On April 18, 1951, Ariel III took to the skies
amid the whine of the Turbomeca Artouste turbine and the roar of
high-pressure air, with flames streaking from its rotor tips. The
feat proved a gas turbine helicopter could fly, but the Ariel III
also demonstrated hideous noise and a prodigious thirst as kerosene
burned furiously in rotor-tip jet nozzles force-fed with air from
a huge engine-driven air compressor.
While the compressed-air jet-tips proved a technological
dead-end (except for the light Djinn helicopter which built on the
Ariel's mechanical features), the gas turbine had established itself
in helicopters. But ever since, it has driven the main rotors directly
through shafts and gearboxes.
The Ariel III was ahead of its time in many
ways.

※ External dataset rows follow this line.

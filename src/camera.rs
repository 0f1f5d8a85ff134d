//! Camera rig.
//!
//! Two modes share one controller: follow mode trails a tracked point at a
//! fixed offset, free mode orbits it on a sphere driven by drag, wheel and
//! pinch gestures. Both modes smooth toward their ideal position so mode
//! switches and target jumps ease in rather than cut.

use glam::Vec3;
use log::debug;
use std::f32::consts::PI;

use crate::config::{CameraConfig, ControlsConfig};

/// Polar angle margin keeping the orbit away from the poles.
const PHI_EPSILON: f32 = 0.1;
/// The look-at point sits this far above the tracked point.
const LOOK_AT_HEIGHT: f32 = 1.0;

#[derive(Clone, Copy, Debug, Default, PartialEq, Eq)]
pub enum CameraMode {
    #[default]
    Follow,
    Free,
}

/// Camera placement for one frame.
#[derive(Clone, Copy, Debug, PartialEq)]
pub struct CameraPose {
    pub position: Vec3,
    pub look_at: Vec3,
}

/// Perspective projection parameters for the render layer.
#[derive(Clone, Copy, Debug, PartialEq)]
pub struct Projection {
    pub fov_y_degrees: f32,
    pub aspect: f32,
    pub near: f32,
    pub far: f32,
}

#[derive(Clone, Copy, Debug, PartialEq, Eq)]
pub enum PointerButton {
    Primary,
    Secondary,
    Other,
}

/// One active touch contact in screen pixels.
#[derive(Clone, Copy, Debug, PartialEq)]
pub struct TouchPoint {
    pub x: f32,
    pub y: f32,
}

impl TouchPoint {
    fn distance(self, other: TouchPoint) -> f32 {
        let dx = self.x - other.x;
        let dy = self.y - other.y;
        (dx * dx + dy * dy).sqrt()
    }
}

/// Gesture-driven orbit camera with a follow fallback.
///
/// Gestures only steer the orbit in [`CameraMode::Free`]; follow mode
/// ignores them entirely. All angles are radians.
pub struct CameraController {
    mode: CameraMode,
    /// Azimuth around the tracked point.
    theta: f32,
    /// Polar angle, clamped to [PHI_EPSILON, PI - PHI_EPSILON].
    phi: f32,
    /// Orbit radius, clamped to the configured distance range.
    radius: f32,
    position: Vec3,
    look_at: Vec3,
    aspect: f32,
    dragging: bool,
    last_pointer: (f32, f32),
    last_touch_distance: Option<f32>,
    config: CameraConfig,
    controls: ControlsConfig,
}

impl CameraController {
    pub fn new(config: CameraConfig, controls: ControlsConfig) -> Self {
        Self {
            mode: CameraMode::Follow,
            theta: config.free_theta,
            phi: config
                .free_phi
                .clamp(PHI_EPSILON, PI - PHI_EPSILON),
            radius: config
                .free_distance
                .clamp(config.min_distance, config.max_distance),
            position: config.follow_offset,
            look_at: Vec3::new(0.0, LOOK_AT_HEIGHT, 0.0),
            aspect: 16.0 / 9.0,
            dragging: false,
            last_pointer: (0.0, 0.0),
            last_touch_distance: None,
            config,
            controls,
        }
    }

    pub fn mode(&self) -> CameraMode {
        self.mode
    }

    pub fn set_mode(&mut self, mode: CameraMode) {
        if self.mode != mode {
            debug!("camera mode: {mode:?}");
        }
        self.mode = mode;
        self.dragging = false;
        self.last_touch_distance = None;
    }

    /// Switch to the other mode and return it.
    pub fn toggle_mode(&mut self) -> CameraMode {
        let next = match self.mode {
            CameraMode::Follow => CameraMode::Free,
            CameraMode::Free => CameraMode::Follow,
        };
        self.set_mode(next);
        next
    }

    /// Free mode claims the secondary button, so the host should suppress
    /// its context menu while orbiting.
    pub fn suppresses_context_menu(&self) -> bool {
        self.mode == CameraMode::Free
    }

    pub fn pointer_down(&mut self, button: PointerButton, x: f32, y: f32) {
        if self.mode != CameraMode::Free {
            return;
        }
        if matches!(button, PointerButton::Primary | PointerButton::Secondary) {
            self.dragging = true;
            self.last_pointer = (x, y);
        }
    }

    pub fn pointer_move(&mut self, x: f32, y: f32) {
        if self.mode != CameraMode::Free || !self.dragging {
            return;
        }
        let dx = x - self.last_pointer.0;
        let dy = y - self.last_pointer.1;
        self.last_pointer = (x, y);
        self.rotate(dx, dy, self.controls.mouse_sensitivity);
    }

    pub fn pointer_up(&mut self) {
        self.dragging = false;
    }

    /// Mouse wheel zoom; positive `delta` moves the camera away.
    pub fn wheel(&mut self, delta: f32) {
        if self.mode != CameraMode::Free {
            return;
        }
        self.radius = (self.radius + delta * self.controls.zoom_sensitivity)
            .clamp(self.config.min_distance, self.config.max_distance);
    }

    pub fn touch_start(&mut self, touches: &[TouchPoint]) {
        if self.mode != CameraMode::Free {
            return;
        }
        match touches {
            [single] => {
                self.dragging = true;
                self.last_pointer = (single.x, single.y);
                self.last_touch_distance = None;
            }
            [a, b, ..] => {
                // A second finger suspends rotation for the pinch.
                self.dragging = false;
                self.last_touch_distance = Some(a.distance(*b));
            }
            [] => {}
        }
    }

    pub fn touch_move(&mut self, touches: &[TouchPoint]) {
        if self.mode != CameraMode::Free {
            return;
        }
        match touches {
            [single] if self.dragging => {
                let dx = single.x - self.last_pointer.0;
                let dy = single.y - self.last_pointer.1;
                self.last_pointer = (single.x, single.y);
                self.rotate(dx, dy, self.controls.touch_sensitivity);
            }
            [a, b, ..] => {
                let distance = a.distance(*b);
                if let Some(last) = self.last_touch_distance {
                    let spread = distance - last;
                    self.radius = (self.radius - spread * self.controls.pinch_sensitivity)
                        .clamp(self.config.min_distance, self.config.max_distance);
                }
                self.last_touch_distance = Some(distance);
            }
            _ => {}
        }
    }

    /// Any touch lift ends the gesture; rotation resumes only on a fresh
    /// [`touch_start`](CameraController::touch_start).
    pub fn touch_end(&mut self) {
        self.dragging = false;
        self.last_touch_distance = None;
    }

    fn rotate(&mut self, dx: f32, dy: f32, sensitivity: f32) {
        self.theta -= dx * sensitivity;
        self.phi = (self.phi - dy * sensitivity).clamp(PHI_EPSILON, PI - PHI_EPSILON);
    }

    /// Advance one tick toward the ideal placement for `tracked`.
    pub fn update(&mut self, tracked: Vec3) {
        let (ideal, factor) = match self.mode {
            CameraMode::Follow => (
                tracked + self.config.follow_offset,
                self.config.follow_interpolation,
            ),
            CameraMode::Free => {
                let offset = Vec3::new(
                    self.radius * self.phi.sin() * self.theta.cos(),
                    self.radius * self.phi.cos(),
                    self.radius * self.phi.sin() * self.theta.sin(),
                );
                (tracked + offset, self.config.free_interpolation)
            }
        };
        self.position = self.position.lerp(ideal, factor);
        self.look_at = tracked + Vec3::new(0.0, LOOK_AT_HEIGHT, 0.0);
    }

    /// Update the projection aspect ratio; zero-sized viewports are ignored.
    pub fn handle_resize(&mut self, width: u32, height: u32) {
        if width > 0 && height > 0 {
            self.aspect = width as f32 / height as f32;
        }
    }

    pub fn pose(&self) -> CameraPose {
        CameraPose {
            position: self.position,
            look_at: self.look_at,
        }
    }

    pub fn projection(&self) -> Projection {
        Projection {
            fov_y_degrees: self.config.fov,
            aspect: self.aspect,
            near: self.config.near,
            far: self.config.far,
        }
    }

    pub fn theta(&self) -> f32 {
        self.theta
    }

    pub fn phi(&self) -> f32 {
        self.phi
    }

    pub fn radius(&self) -> f32 {
        self.radius
    }
}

Not least was its "No Tail Rotor" form of directional
control-the exhaust of the Artouste gas turbine was ducted through
the tail boom to a controllable vent facing sideways at its tip.
Nobody now remembers the company that built
the Ariel III, SNCASO. But the manufacturer subsequently became
a forming partner of Sud-Aviation, which later became Aerospatiale,
and eventually today's Eurocopter after linking with Germany's Messerschmitt-Bolkow-Blohm.